EX-10.33 3 a07-24436_1ex10d33.htm EX-10.33

Exhibit 10.33

June 15, 2005

United Natural Foods, Inc.
260 Lake Road
Dayville, CT 06241

Stow Mills, Inc.
70 Stow Drive
Chesterfield, NH 03443

United Natural Foods Pennsylvania, Inc.
70 Stow Drive
Chesterfield, NH 03443

Albert’s Organics, Inc.
3268 East Vernon Avenue
Vernon, CA 90058

Attention: Rick Puckett, Chief Financial Officer

RE:   Fourth Amendment to Term Loan Agreement

Dear Rick:

Reference is made to that certain Term Loan Agreement dated as of April 28, 2003, as amended (the “Loan Agreement”), among United Natural Foods, Inc. (“UNFI”), Stow Mills, Inc. (“SMI”), United Natural Foods Pennsylvania, Inc. (“UNFPA”) and Albert’s Organics, Inc. (“Albert’s” and together with UNFI, SMI and UNFPA, the “Borrowers”) and Fleet Capital Corporation (the “Lender”). Capitalized terms not defined herein shall have the meanings ascribed thereto in the Loan Agreement. This Fourth Amendment to Term Loan Agreement shall be referred to as the “Fourth Amendment”.

The Borrowers have requested that the Lender agree to change the Applicable Libor Margin and the Lender has agreed to such change, subject to the terms and conditions of this Fourth Amendment to Term Loan Agreement (“Fourth Amendment”).

1.     Amendments to the Loan Agreement.   Subject to the terms and conditions of this Fourth Amendment, Borrowers and Lender agree that the Loan Agreement shall be amended as follows:

a.      Appendix A to the Loan Agreement is amended to delete the defined term “Applicable Libor Margin” and the definition thereof and to substitute the following in place thereof:

“Applicable Libor Margin—One percent (1.00%)”

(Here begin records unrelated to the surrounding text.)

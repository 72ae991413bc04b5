//! Health check handler.

use axum::Json;
use axum::extract::State;
use serde::{Deserialize, Serialize};

use authhub_core::traits::CacheProvider;

use crate::state::AppState;

/// Health check payload.
#[derive(Debug, Clone, Serialize, Deserialize)]
pub struct HealthResponse {
    /// Overall status.
    pub status: String,
    /// Whether the key-value store responded.
    pub store: bool,
}

/// GET /healthz
pub async fn health(State(state): State<AppState>) -> Json<HealthResponse> {
    let store = state.cache.health_check().await.unwrap_or(false);
    Json(HealthResponse {
        status: if store { "ok" } else { "degraded" }.to_string(),
        store,
    })
}
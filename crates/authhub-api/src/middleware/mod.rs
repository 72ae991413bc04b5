//! HTTP middleware.

pub mod authz;
//! In-memory cache provider.

pub mod store;

pub use store::MemoryCacheProvider;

2.     Representations and Warranties.   The Borrowers hereby represent and warrant as follows:

a.      Power, Authority, Etc.   The Borrowers have the power and authority for the making and performing of this Fourth Amendment to Loan Agreement This Fourth Amendment to Loan Agreement has been duly executed and delivered by or on behalf of the Borrowers pursuant to authority legally adequate therefor, and this Fourth Amendment to Loan Agreement is in full force and effect and is a legal, valid and binding obligation of the Borrowers enforceable in accordance with its terms subject to applicable bankruptcy, reorganization, insolvency, moratorium or similar laws and equitable principles affecting the enforcement of creditors’ rights generally.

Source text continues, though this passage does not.